Gabriel Ogbechie (OON) (born 28 May 1966) is a Nigerian business executive and philanthropist who founded the Rainoil Group, one of Nigeria's largest indigenous oil and gas company.

Early life and education 
Ogbechie hails from Idumuje Ugboko in Aniocha North Local Government Area of Delta state and was born to an average home and the fifth of six children. He attended Queen of the Niger Primary School, Onitsha, and St. Patrick's College, Asaba, after which he proceeded to the University of Benin (Nigeria), where he obtained a Bachelor of Science (B.Sc.) degree in Production Engineering.
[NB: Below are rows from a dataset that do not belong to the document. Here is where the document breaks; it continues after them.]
//! The attendance computation engine: pure functions over typed inputs,
//! no database access, no clock reads. Handlers feed it rows and a policy
//! and persist whatever comes back.

pub mod calendar;
pub mod duration;
pub mod geofence;
pub mod overtime;
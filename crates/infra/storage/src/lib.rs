//! Transactional ordered key-value storage
//!
//! The [`kv`] module defines the capability the trading crates program
//! against; [`MemDb`] implements it on an in-memory map made durable by a
//! CRC-checked, segmented write-ahead log.

#![deny(clippy::all)]
#![deny(missing_docs)]
#![forbid(unsafe_code)]

pub mod error;
pub mod kv;
pub mod kvutil;
pub mod memdb;
pub mod segment;
pub mod wal;

pub use error::{StorageError, StorageResult};
pub use kv::{Database, KeyRange, KvIter, Reader, Transaction, Writer, path_range, with_read_writer, with_reader};
pub use memdb::MemDb;
pub use wal::{Wal, WalEntry, WalIterator, WalStats};
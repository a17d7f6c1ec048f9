//! One ladder leg: a limit buy or sell driven until its size is filled
//!
//! A leg may need several exchange orders: an order cancelled on the
//! exchange with a partial fill is followed by another for the remainder.
//! Every change is persisted before the leg moves on, and every client id
//! is persisted before the order it names is submitted, so a restarted
//! process resubmits under the same id and never doubles the order.

use crate::error::{LooperError, LooperResult};
use crate::runtime::Runtime;
use crate::state_key;
use chrono::{DateTime, Duration, Utc};
use common::{Amount, CancelScope, ClientOrderId, Order, OrderId, OrderStatus, Point, Qty, Side};
use exchange::ExchangeError;
use serde::{Deserialize, Serialize};
use std::collections::BTreeMap;
use std::fmt;
use storage::{Database, Reader, Writer, kvutil, with_read_writer};
use tracing::{debug, info, warn};
use uuid::Uuid;

/// Lifecycle of a leg
#[derive(Debug, Clone, Copy, PartialEq, Eq, Serialize, Deserialize)]
pub enum LegState {
    /// Nothing submitted yet
    Created,
    /// An order is live, nothing filled
    Submitted,
    /// Some but not all of the size filled
    PartiallyFilled,
    /// Fully filled
    Filled,
    /// Cancelled by the operator
    Cancelled,
}

impl LegState {
    /// Whether the leg will not trade again
    #[must_use]
    pub const fn is_terminal(self) -> bool {
        matches!(self, Self::Filled | Self::Cancelled)
    }
}
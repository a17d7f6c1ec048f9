//! Error types for the storage layer

use thiserror::Error;

/// Storage errors
#[derive(Error, Debug)]
pub enum StorageError {
    /// A value could not be decoded
    #[error("failed to decode value at {key}: {source}")]
    Decode {
        /// Key holding the undecodable value
        key: String,
        /// Underlying codec error
        source: bincode::Error,
    },

    /// A value could not be encoded
    #[error("failed to encode value for {key}: {source}")]
    Encode {
        /// Key the value was destined for
        key: String,
        /// Underlying codec error
        source: bincode::Error,
    },

    /// Write-ahead log failure; the transaction was not applied
    #[error("write-ahead log error: {0}")]
    Wal(#[from] anyhow::Error),

    /// Filesystem error
    #[error("I/O error: {0}")]
    Io(#[from] std::io::Error),
}

/// Result alias for storage operations
pub type StorageResult<T> = Result<T, StorageError>;
//! Fan-out publish/subscribe topics
//!
//! A [`Topic`] delivers every published value to each live [`Receiver`].
//! Each receiver owns a bounded queue; when a slow receiver falls behind the
//! oldest queued value is dropped so publishers never block. A new receiver
//! may ask for the most recently published value to be replayed first.
//! Ordering is FIFO per receiver only.

#![deny(clippy::all)]
#![deny(missing_docs)]
#![forbid(unsafe_code)]

use crossbeam::queue::ArrayQueue;
use parking_lot::Mutex;
use std::sync::atomic::{AtomicBool, Ordering};
use std::sync::{Arc, Weak};
use thiserror::Error;
use tokio::sync::Notify;
use tracing::debug;

/// Bus errors
#[derive(Error, Debug, Clone, PartialEq, Eq)]
pub enum BusError {
    /// Topic was closed; no further subscriptions are accepted
    #[error("topic is closed")]
    Closed,
    /// Subscriber queue capacity must be at least one
    #[error("subscriber queue capacity must be non-zero")]
    ZeroCapacity,
}

/// Result alias for bus operations
pub type BusResult<T> = Result<T, BusError>;

struct Slot<T> {
    queue: ArrayQueue<T>,
    notify: Notify,
    closed: AtomicBool,
}

impl<T> Slot<T> {
    fn close(&self) {
        self.closed.store(true, Ordering::Release);
        self.notify.notify_one();
    }
}

struct State<T> {
    recent: Option<T>,
    subscribers: Vec<(u64, Arc<Slot<T>>)>,
    next_id: u64,
    closed: bool,
}

/// Multi-subscriber topic with replay of the most recent value
pub struct Topic<T> {
    state: Arc<Mutex<State<T>>>,
}

impl<T> Clone for Topic<T> {
    fn clone(&self) -> Self {
        Self { state: Arc::clone(&self.state) }
    }
}

impl<T: Clone + Send + 'static> Default for Topic<T> {
    fn default() -> Self {
        Self::new()
    }
}

impl<T: Clone + Send + 'static> Topic<T> {
    /// Create an empty topic
    #[must_use]
    pub fn new() -> Self {
        Self {
            state: Arc::new(Mutex::new(State {
                recent: None,
                subscribers: Vec::new(),
                next_id: 0,
                closed: false,
            })),
        }
    }

    /// Subscribe with a queue of `limit` values
    ///
    /// When `include_recent` is set and a value has been published before,
    /// that value is queued for the new receiver immediately.
    ///
    /// # Errors
    /// Returns [`BusError::ZeroCapacity`] for a zero `limit` and
    /// [`BusError::Closed`] after [`Topic::close`].
    pub fn subscribe(&self, limit: usize, include_recent: bool) -> BusResult<Receiver<T>> {
        if limit == 0 {
            return Err(BusError::ZeroCapacity);
        }
        let mut state = self.state.lock();
        if state.closed {
            return Err(BusError::Closed);
        }
        let slot = Arc::new(Slot {
            queue: ArrayQueue::new(limit),
            notify: Notify::new(),
            closed: AtomicBool::new(false),
        });
        if include_recent {
            if let Some(value) = &state.recent {
                slot.queue.force_push(value.clone());
            }
        }
        let id = state.next_id;
        state.next_id += 1;
        state.subscribers.push((id, Arc::clone(&slot)));
        Ok(Receiver {
            id,
            slot,
            topic: Arc::downgrade(&self.state),
        })
    }

    /// Publish a value to every receiver, returning how many got it
    ///
    /// Publishing to a closed topic is a no-op.
    pub fn publish(&self, value: T) -> usize {
        let mut state = self.state.lock();
        if state.closed {
            return 0;
        }
        for (_, slot) in &state.subscribers {
            slot.queue.force_push(value.clone());
            slot.notify.notify_one();
        }
        state.recent = Some(value);
        state.subscribers.len()
    }

    /// Most recently published value
    #[must_use]
    pub fn recent(&self) -> Option<T> {
        self.state.lock().recent.clone()
    }

    /// Number of live receivers
    #[must_use]
    pub fn subscriber_count(&self) -> usize {
        self.state.lock().subscribers.len()
    }

    /// Close the topic. Receivers drain what is queued and then end.
    pub fn close(&self) {
        let mut state = self.state.lock();
        if state.closed {
            return;
        }
        state.closed = true;
        for (_, slot) in state.subscribers.drain(..) {
            slot.close();
        }
        debug!("topic closed");
    }

    /// Check if the topic is closed
    #[must_use]
    pub fn is_closed(&self) -> bool {
        self.state.lock().closed
    }
}

/// Receiving end of one subscription; dropping it unsubscribes
pub struct Receiver<T> {
    id: u64,
    slot: Arc<Slot<T>>,
    topic: Weak<Mutex<State<T>>>,
}

impl<T> Receiver<T> {
    /// Wait for the next value. Returns `None` once the topic is closed and
    /// the queue is drained.
    pub async fn recv(&mut self) -> Option<T> {
        loop {
            if let Some(value) = self.slot.queue.pop() {
                return Some(value);
            }
            if self.slot.closed.load(Ordering::Acquire) {
                return self.slot.queue.pop();
            }
            self.slot.notify.notified().await;
        }
    }

    /// Take the next value without waiting
    pub fn try_recv(&mut self) -> Option<T> {
        self.slot.queue.pop()
    }

    /// Whether the topic behind this receiver is closed
    #[must_use]
    pub fn is_closed(&self) -> bool {
        self.slot.closed.load(Ordering::Acquire)
    }
}

impl<T> Drop for Receiver<T> {
    fn drop(&mut self) {
        if let Some(state) = self.topic.upgrade() {
            state.lock().subscribers.retain(|(id, _)| *id != self.id);
        }
    }
}
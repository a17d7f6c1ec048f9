//! Performance benchmarks for durable store commits and replay

#![allow(clippy::expect_used)] // Benchmarks can use expect for simplicity

use criterion::{Criterion, Throughput, black_box, criterion_group, criterion_main};
use storage::{KeyRange, MemDb, StorageError, kvutil, with_reader};
use tempfile::TempDir;

fn bucket_key(i: u64) -> String {
    format!("/bench/filled/2024-01-{:02}/{:02}", 1 + (i / 24) % 28, i % 24)
}

fn benchmark_commit(c: &mut Criterion) {
    let mut group = c.benchmark_group("store_commit");

    group.bench_function("volatile_set", |b| {
        let db = MemDb::new();
        let mut i = 0u64;
        b.iter(|| {
            kvutil::set_db(&db, &bucket_key(i), &i).expect("set");
            i += 1;
        });
    });

    group.bench_function("durable_set_with_fsync", |b| {
        let temp_dir = TempDir::new().expect("temp dir");
        let db = MemDb::open(temp_dir.path()).expect("open store");
        let mut i = 0u64;
        b.iter(|| {
            kvutil::set_db(&db, &bucket_key(i), &i).expect("set");
            i += 1;
        });
    });

    group.finish();
}

fn benchmark_replay(c: &mut Criterion) {
    let mut group = c.benchmark_group("store_replay");

    for size in &[1000u64, 10000] {
        let temp_dir = TempDir::new().expect("temp dir");
        {
            let db = MemDb::open(temp_dir.path()).expect("open store");
            for i in 0..*size {
                kvutil::set_db(&db, &bucket_key(i), &i).expect("set");
            }
        }

        group.throughput(Throughput::Elements(*size));
        group.bench_function(format!("open_{size}"), |b| {
            b.iter(|| {
                let db = MemDb::open(temp_dir.path()).expect("open store");
                let n = with_reader(&db, |r| Ok::<_, StorageError>(r.ascend(&KeyRange::all())?.count()))
                    .expect("scan");
                black_box(n);
            });
        });
    }

    group.finish();
}

criterion_group!(benches, benchmark_commit, benchmark_replay);
criterion_main!(benches);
Gabriel Ogbechie is a pioneer member of the Lagos Business School Owner Manager Programme 2002. He was awarded an Honorary Doctorate (D.Sc.) in Technology Management by Novena University, Ogume, Delta State in 2016.

Career

Early Career 
Ogbechie began his career working in an Accounting firm before landing his first job as a Sales Operations Manager in the oil and gas industry in the early 1990s.

Rainoil Limited 
In 1997, Ogbechie founded Rainoil Limited. The downstream oil and gas company owns three depots in Nigeria.
In December 2017, Rainoil announced the annual Rainoil Tennis Open in partnership with the Nigerian Tennis Federation. Ogbechie revealed that the objective of Rainoil bankrolling a national open tournament was to pave way for an international tournament that would see stars from various parts of the world come to play in Nigeria.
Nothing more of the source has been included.